▶ [WHAT TO PRODUCE] All lines from the first one in the listing below to the one holding "async fn body_json(response: axum::response::Response)", inclusive, are to be copied exactly.

━━━

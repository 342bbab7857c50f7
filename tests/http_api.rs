//! Route-level tests: the full router with the in-memory store behind it.

use std::sync::Arc;

use axum::body::Body;
use axum::http::{header, Request, StatusCode};
use axum::Router;
use chrono::{Duration, Utc};
use serde_json::{json, Value};
use tower::ServiceExt;
use uuid::Uuid;

use gatherly_server::routes::create_routes;
use gatherly_server::state::AppState;
use gatherly_server::store::MemoryStore;

fn app() -> Router {
    create_routes(AppState::new(Arc::new(MemoryStore::new())))
}

fn event_body(capacity: i32) -> Value {
    json!({
        "title": "Rust Meetup",
        "description": "Monthly Rust user group meetup",
        "location": "Community Hall",
        "start_time": (Utc::now() + Duration::days(7)).to_rfc3339(),
        "capacity": capacity,
        "image_url": null,
    })
}

fn post_json(uri: &str, user: Option<Uuid>, body: Value) -> Request<Body> {
    let mut builder = Request::builder()
        .method("POST")
        .uri(uri)
        .header(header::CONTENT_TYPE, "application/json");
    if let Some(user) = user {
        builder = builder.header("x-user-id", user.to_string());
    }
    builder.body(Body::from(body.to_string())).unwrap()
}

fn request(method: &str, uri: &str, user: Option<Uuid>) -> Request<Body> {
    let mut builder = Request::builder().method(method).uri(uri);
    if let Some(user) = user {
        builder = builder.header("x-user-id", user.to_string());
    }
    builder.body(Body::empty()).unwrap()
}

async fn body_json(response: axum::response::Response) -> Value {
    let bytes = axum::body::to_bytes(response.into_body(), usize::MAX)
        .await
        .unwrap();
    serde_json::from_slice(&bytes).unwrap()
}

async fn create_event(app: &Router, organizer: Uuid, capacity: i32) -> Uuid {
    let response = app
        .clone()
        .oneshot(post_json("/api/events", Some(organizer), event_body(capacity)))
        .await
        .unwrap();
    assert_eq!(response.status(), StatusCode::CREATED);
    let body = body_json(response).await;
    body["data"]["id"].as_str().unwrap().parse().unwrap()
}

#[tokio::test]
async fn health_check_is_public() {
    let response = app()
        .oneshot(request("GET", "/api/health", None))
        .await
        .unwrap();
    assert_eq!(response.status(), StatusCode::OK);

    let body = body_json(response).await;
    assert_eq!(body["success"], json!(true));
    assert_eq!(body["data"]["status"], json!("ok"));
}

#[tokio::test]
async fn mutating_routes_require_identity() {
    let app = app();

    let response = app
        .clone()
        .oneshot(post_json("/api/events", None, event_body(10)))
        .await
        .unwrap();
    assert_eq!(response.status(), StatusCode::UNAUTHORIZED);
    let body = body_json(response).await;
    assert_eq!(body["error"]["code"], json!("AUTH_ERROR"));

    let response = app
        .oneshot(request("POST", &format!("/api/rsvp/{}", Uuid::new_v4()), None))
        .await
        .unwrap();
    assert_eq!(response.status(), StatusCode::UNAUTHORIZED);
}

#[tokio::test]
async fn invalid_event_payload_is_rejected() {
    let app = app();
    let mut body = event_body(10);
    body["title"] = json!("ab");

    let response = app
        .oneshot(post_json("/api/events", Some(Uuid::new_v4()), body))
        .await
        .unwrap();
    assert_eq!(response.status(), StatusCode::BAD_REQUEST);
    let body = body_json(response).await;
    assert_eq!(body["error"]["code"], json!("VALIDATION_ERROR"));
}

#[tokio::test]
async fn rsvp_lifecycle_over_http() {
    let app = app();
    let organizer = Uuid::new_v4();
    let attendee = Uuid::new_v4();
    let event_id = create_event(&app, organizer, 10).await;

    // Create
    let response = app
        .clone()
        .oneshot(request("POST", &format!("/api/rsvp/{event_id}"), Some(attendee)))
        .await
        .unwrap();
    assert_eq!(response.status(), StatusCode::CREATED);
    let body = body_json(response).await;
    assert_eq!(body["data"]["status"], json!("going"));

    // Status
    let response = app
        .clone()
        .oneshot(request(
            "GET",
            &format!("/api/rsvp/{event_id}/status"),
            Some(attendee),
        ))
        .await
        .unwrap();
    assert_eq!(response.status(), StatusCode::OK);
    let body = body_json(response).await;
    assert_eq!(body["data"]["is_rsvped"], json!(true));
    assert_eq!(body["data"]["status"], json!("going"));

    // Duplicate
    let response = app
        .clone()
        .oneshot(request("POST", &format!("/api/rsvp/{event_id}"), Some(attendee)))
        .await
        .unwrap();
    assert_eq!(response.status(), StatusCode::CONFLICT);
    let body = body_json(response).await;
    assert_eq!(body["error"]["code"], json!("ALREADY_REGISTERED"));

    // Cancel
    let response = app
        .clone()
        .oneshot(request(
            "DELETE",
            &format!("/api/rsvp/{event_id}"),
            Some(attendee),
        ))
        .await
        .unwrap();
    assert_eq!(response.status(), StatusCode::OK);

    // Status after cancel
    let response = app
        .oneshot(request(
            "GET",
            &format!("/api/rsvp/{event_id}/status"),
            Some(attendee),
        ))
        .await
        .unwrap();
    let body = body_json(response).await;
    assert_eq!(body["data"]["is_rsvped"], json!(false));
    assert!(body["data"].get("status").is_none());
}

#[tokio::test]
async fn full_event_returns_capacity_exceeded() {
    let app = app();
    let event_id = create_event(&app, Uuid::new_v4(), 1).await;

    let response = app
        .clone()
        .oneshot(request(
            "POST",
            &format!("/api/rsvp/{event_id}"),
            Some(Uuid::new_v4()),
        ))
        .await
        .unwrap();
    assert_eq!(response.status(), StatusCode::CREATED);

    let response = app
        .oneshot(request(
            "POST",
            &format!("/api/rsvp/{event_id}"),
            Some(Uuid::new_v4()),
        ))
        .await
        .unwrap();
    assert_eq!(response.status(), StatusCode::BAD_REQUEST);
    let body = body_json(response).await;
    assert_eq!(body["error"]["code"], json!("CAPACITY_EXCEEDED"));
}

#[tokio::test]
async fn rsvp_on_unknown_event_is_not_found() {
    let response = app()
        .oneshot(request(
            "POST",
            &format!("/api/rsvp/{}", Uuid::new_v4()),
            Some(Uuid::new_v4()),
        ))
        .await
        .unwrap();
    assert_eq!(response.status(), StatusCode::NOT_FOUND);
}

#[tokio::test]
async fn delete_event_cascades_and_guards_ownership() {
    let app = app();
    let organizer = Uuid::new_v4();
    let attendee = Uuid::new_v4();
    let event_id = create_event(&app, organizer, 5).await;

    let response = app
        .clone()
        .oneshot(request("POST", &format!("/api/rsvp/{event_id}"), Some(attendee)))
        .await
        .unwrap();
    assert_eq!(response.status(), StatusCode::CREATED);

    // Not the organizer
    let response = app
        .clone()
        .oneshot(request(
            "DELETE",
            &format!("/api/events/{event_id}"),
            Some(attendee),
        ))
        .await
        .unwrap();
    assert_eq!(response.status(), StatusCode::FORBIDDEN);

    let response = app
        .clone()
        .oneshot(request(
            "DELETE",
            &format!("/api/events/{event_id}"),
            Some(organizer),
        ))
        .await
        .unwrap();
    assert_eq!(response.status(), StatusCode::OK);

    let response = app
        .oneshot(request(
            "GET",
            &format!("/api/rsvp/{event_id}/status"),
            Some(attendee),
        ))
        .await
        .unwrap();
    let body = body_json(response).await;
    assert_eq!(body["data"]["is_rsvped"], json!(false));
}

#[tokio::test]
async fn listing_routes_reflect_rsvps() {
    let app = app();
    let organizer = Uuid::new_v4();
    let attendee = Uuid::new_v4();
    let event_id = create_event(&app, organizer, 5).await;

    let response = app
        .clone()
        .oneshot(request("POST", &format!("/api/rsvp/{event_id}"), Some(attendee)))
        .await
        .unwrap();
    assert_eq!(response.status(), StatusCode::CREATED);

    let response = app
        .clone()
        .oneshot(request("GET", "/api/events/attending", Some(attendee)))
        .await
        .unwrap();
    let body = body_json(response).await;
    assert_eq!(body["data"].as_array().unwrap().len(), 1);

    let response = app
        .oneshot(request("GET", "/api/events/my-events", Some(organizer)))
        .await
        .unwrap();
    let body = body_json(response).await;
    assert_eq!(body["data"].as_array().unwrap().len(), 1);
}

━━━

▶ [YOUR RESPONSE]
repository 342bbab7857c50f7
filename tests/http_api.rs
//! Route-level tests: the full router with the in-memory store behind it.

use std::sync::Arc;

use axum::body::Body;
use axum::http::{header, Request, StatusCode};
use axum::Router;
use chrono::{Duration, Utc};
use serde_json::{json, Value};
use tower::ServiceExt;
use uuid::Uuid;

use gatherly_server::routes::create_routes;
use gatherly_server::state::AppState;
use gatherly_server::store::MemoryStore;

fn app() -> Router {
    create_routes(AppState::new(Arc::new(MemoryStore::new())))
}

fn event_body(capacity: i32) -> Value {
    json!({
        "title": "Rust Meetup",
        "description": "Monthly Rust user group meetup",
        "location": "Community Hall",
        "start_time": (Utc::now() + Duration::days(7)).to_rfc3339(),
        "capacity": capacity,
        "image_url": null,
    })
}

fn post_json(uri: &str, user: Option<Uuid>, body: Value) -> Request<Body> {
    let mut builder = Request::builder()
        .method("POST")
        .uri(uri)
        .header(header::CONTENT_TYPE, "application/json");
    if let Some(user) = user {
        builder = builder.header("x-user-id", user.to_string());
    }
    builder.body(Body::from(body.to_string())).unwrap()
}

fn request(method: &str, uri: &str, user: Option<Uuid>) -> Request<Body> {
    let mut builder = Request::builder().method(method).uri(uri);
    if let Some(user) = user {
        builder = builder.header("x-user-id", user.to_string());
    }
    builder.body(Body::empty()).unwrap()
}

async fn body_json(response: axum::response::Response) -> Value {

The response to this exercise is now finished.